Lead (Pb2+) is an important developmental toxicant. The mitochondrial calcium uniporter (MCU) imports calcium ions using the mitochondrial membrane potential (MMP), and also appears to mediate the influx of Pb2+ into the mitochondria. Since our environment contains mixtures of toxic agents, it is important to consider multi-chemical exposures. To begin to develop generalizable, predictive models of interactive toxicity, we developed mechanism-based hypotheses about interactive effects of Pb2+ with other chemicals. To test these hypotheses, we exposed HepG2 (human liver) cells to Pb2+ alone and in mixtures with other mitochondria-damaging chemicals: carbonyl cyanide-p-trifluoromethoxyphenylhydrazone (FCCP), a mitochondrial uncoupler that reduces MMP, and Ruthenium Red (RuRed), a dye that inhibits the MCU. After 24 hours, Pb2+ alone, the mixture of Pb2+ and RuRed, and the mixture of Pb2+ and FCCP caused no decrease in cell viability.

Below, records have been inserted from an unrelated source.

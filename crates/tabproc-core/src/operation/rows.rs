//! Row-selection stages

use super::non_negative;
use crate::argument::{Argument, ArgumentMut, ArgumentSlot, ArgumentValue};
use crate::condition::{MatchResult, RowCondition};
use crate::range::ValueRange;
use crate::status::ProcessStatus;
use crate::table::Table;
use serde::{Deserialize, Serialize};

/// Keep the first `count` data rows
#[derive(Debug, Clone, Default, PartialEq, Serialize, Deserialize)]
pub struct Head {
    pub count: i64,
}

/// Keep the last `count` data rows
#[derive(Debug, Clone, Default, PartialEq, Serialize, Deserialize)]
pub struct Tail {
    pub count: i64,
}

/// Drop the first `count` data rows
#[derive(Debug, Clone, Default, PartialEq, Serialize, Deserialize)]
pub struct SkipHead {
    pub count: i64,
}

/// Drop the last `count` data rows
#[derive(Debug, Clone, Default, PartialEq, Serialize, Deserialize)]
pub struct SkipTail {
    pub count: i64,
}

/// Keep the data rows whose zero-based index falls in a range such as `0-4,9`
#[derive(Debug, Clone, Default, PartialEq, Serialize, Deserialize)]
pub struct SelectRows {
    pub range: String,
}

/// Remove one data row
#[derive(Debug, Clone, Default, PartialEq, Serialize, Deserialize)]
pub struct DeleteRow {
    pub index: i64,
}

/// Keep only the data rows matching a condition
#[derive(Debug, Clone, Default, PartialEq, Serialize, Deserialize)]
pub struct FilterRow {
    pub condition: RowCondition,
}

fn verify_count(count: i64, status: &mut ProcessStatus) {
    if count < 0 {
        status.argument_error("count", "count must not be negative");
    }
}

fn count_arguments(count: &i64) -> Vec<Argument<'_>> {
    vec![Argument::new("count", ArgumentValue::Integer(*count))]
}

fn count_slots(count: &mut i64) -> Vec<ArgumentSlot<'_>> {
    vec![ArgumentSlot::new("count", ArgumentMut::Integer(count))]
}

/// Replace the data rows with the given absolute row range, keeping the header
fn keep_data(table: &mut Table, start: usize, end: usize) {
    let offset = table.header_offset();
    let rows = table.rows_mut();
    rows.truncate(offset + end);
    rows.drain(offset..offset + start);
}

impl Head {
    pub(crate) fn verify(&self, status: &mut ProcessStatus) {
        verify_count(self.count, status);
    }

    pub(crate) fn apply(&self, table: &mut Table, status: &mut ProcessStatus) {
        let Some(count) = non_negative(self.count, "count", status) else {
            return;
        };
        let total = table.data_row_count();
        if count < total {
            keep_data(table, 0, count);
        }
    }

    pub(crate) fn arguments(&self) -> Vec<Argument<'_>> {
        count_arguments(&self.count)
    }

    pub(crate) fn arguments_mut(&mut self) -> Vec<ArgumentSlot<'_>> {
        count_slots(&mut self.count)
    }
}

impl Tail {
    pub(crate) fn verify(&self, status: &mut ProcessStatus) {
        verify_count(self.count, status);
    }

    pub(crate) fn apply(&self, table: &mut Table, status: &mut ProcessStatus) {
        let Some(count) = non_negative(self.count, "count", status) else {
            return;
        };
        let total = table.data_row_count();
        if count < total {
            keep_data(table, total - count, total);
        }
    }

    pub(crate) fn arguments(&self) -> Vec<Argument<'_>> {
        count_arguments(&self.count)
    }

    pub(crate) fn arguments_mut(&mut self) -> Vec<ArgumentSlot<'_>> {
        count_slots(&mut self.count)
    }
}

fn skip(count: usize, from_end: bool, table: &mut Table, status: &mut ProcessStatus) {
    let total = table.data_row_count();
    if count == 0 {
        status.warn("nothing skipped");
        return;
    }
    if count >= total {
        keep_data(table, 0, 0);
        status.warn("all rows skipped");
        return;
    }
    if from_end {
        keep_data(table, 0, total - count);
    } else {
        keep_data(table, count, total);
    }
    status.message(format!("skipped {} rows", count));
}

impl SkipHead {
    pub(crate) fn verify(&self, status: &mut ProcessStatus) {
        verify_count(self.count, status);
    }

    pub(crate) fn apply(&self, table: &mut Table, status: &mut ProcessStatus) {
        if let Some(count) = non_negative(self.count, "count", status) {
            skip(count, false, table, status);
        }
    }

    pub(crate) fn arguments(&self) -> Vec<Argument<'_>> {
        count_arguments(&self.count)
    }

    pub(crate) fn arguments_mut(&mut self) -> Vec<ArgumentSlot<'_>> {
        count_slots(&mut self.count)
    }
}

impl SkipTail {
    pub(crate) fn verify(&self, status: &mut ProcessStatus) {
        verify_count(self.count, status);
    }

    pub(crate) fn apply(&self, table: &mut Table, status: &mut ProcessStatus) {
        if let Some(count) = non_negative(self.count, "count", status) {
            skip(count, true, table, status);
        }
    }

    pub(crate) fn arguments(&self) -> Vec<Argument<'_>> {
        count_arguments(&self.count)
    }

    pub(crate) fn arguments_mut(&mut self) -> Vec<ArgumentSlot<'_>> {
        count_slots(&mut self.count)
    }
}

impl SelectRows {
    pub(crate) fn verify(&self, status: &mut ProcessStatus) {
        if let Err(e) = ValueRange::parse(&self.range) {
            status.argument_error("range", e.to_string());
        }
    }

    pub(crate) fn apply(&self, table: &mut Table, status: &mut ProcessStatus) {
        let range = match ValueRange::parse(&self.range) {
            Ok(range) => range,
            Err(e) => {
                status.argument_error("range", e.to_string());
                return;
            }
        };
        let offset = table.header_offset();
        let before = table.data_row_count();
        let mut index = 0usize;
        table.rows_mut().retain(|_| {
            let position = index;
            index += 1;
            if position < offset {
                return true;
            }
            u32::try_from(position - offset).is_ok_and(|i| range.contains(i))
        });
        let kept = table.data_row_count();
        if kept == 0 && before > 0 {
            status.warn("no rows selected");
        } else {
            status.message(format!("selected {} of {} rows", kept, before));
        }
    }

    pub(crate) fn arguments(&self) -> Vec<Argument<'_>> {
        vec![Argument::new("range", ArgumentValue::Text(&self.range))]
    }

    pub(crate) fn arguments_mut(&mut self) -> Vec<ArgumentSlot<'_>> {
        vec![ArgumentSlot::new("range", ArgumentMut::Text(&mut self.range))]
    }
}

impl DeleteRow {
    pub(crate) fn verify(&self, status: &mut ProcessStatus) {
        if self.index < 0 {
            status.argument_error("index", "row index must not be negative");
        }
    }

    pub(crate) fn apply(&self, table: &mut Table, status: &mut ProcessStatus) {
        let Some(index) = non_negative(self.index, "index", status) else {
            return;
        };
        if index >= table.data_row_count() {
            status.warn(format!("row {} does not exist", index));
            return;
        }
        let offset = table.header_offset();
        table.remove_row(index + offset);
    }

    pub(crate) fn arguments(&self) -> Vec<Argument<'_>> {
        vec![Argument::new("index", ArgumentValue::Index(self.index))]
    }

    pub(crate) fn arguments_mut(&mut self) -> Vec<ArgumentSlot<'_>> {
        vec![ArgumentSlot::new("index", ArgumentMut::Index(&mut self.index))]
    }
}

impl FilterRow {
    pub(crate) fn verify(&self, status: &mut ProcessStatus) {
        status.merge(self.condition.verify_arguments());
    }

    pub(crate) fn apply(&self, table: &mut Table, status: &mut ProcessStatus) {
        let mut keep = Vec::with_capacity(table.data_row_count());
        for (index, row) in table.data_rows().iter().enumerate() {
            match self.condition.match_row(row) {
                MatchResult::Matched => keep.push(true),
                MatchResult::NotMatched => keep.push(false),
                MatchResult::Error => {
                    status.argument_error(
                        "condition",
                        format!("condition could not be evaluated for row {}", index),
                    );
                    return;
                }
            }
        }

        let total = keep.len();
        let kept = keep.iter().filter(|k| **k).count();
        if kept == total {
            status.message("all rows satisfy the condition");
            return;
        }

        let offset = table.header_offset();
        let mut position = 0usize;
        table.rows_mut().retain(|_| {
            let current = position;
            position += 1;
            current < offset || keep[current - offset]
        });
        if kept == 0 {
            status.warn("no rows satisfy the condition");
        } else {
            status.message(format!("removed {} rows", total - kept));
        }
    }

    pub(crate) fn arguments(&self) -> Vec<Argument<'_>> {
        vec![Argument::new("condition", ArgumentValue::RowCondition(&self.condition))]
    }

    pub(crate) fn arguments_mut(&mut self) -> Vec<ArgumentSlot<'_>> {
        vec![ArgumentSlot::new(
            "condition",
            ArgumentMut::RowCondition(&mut self.condition),
        )]
    }
}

However, the combination of all three exposures led to a significant decrease in cell viability at higher Pb2+ concentrations. After 48 hours, the co-exposure to elevated Pb2+ concentrations and FCCP caused a significant decrease in cell viability, and the mixture of all three showed a clear dose-response curve with significant decreases in cell viability across a range of Pb2+ concentrations. We performed ICP-MS analyses on isolated mitochondrial and cytosolic fractions and found no differences in Pb2+ uptake across exposure groups, ruling out altered cellular uptake as the mechanism for interactive toxicity. We assessed MMP following exposure and observed a decrease in membrane potential that corresponds to loss of cell viability but is likely not sufficient to be the causative mechanistic driver of cell death. This research provides a mechanistically-based framework for understanding Pb2+ toxicity in mixtures with mitochondrial toxicants.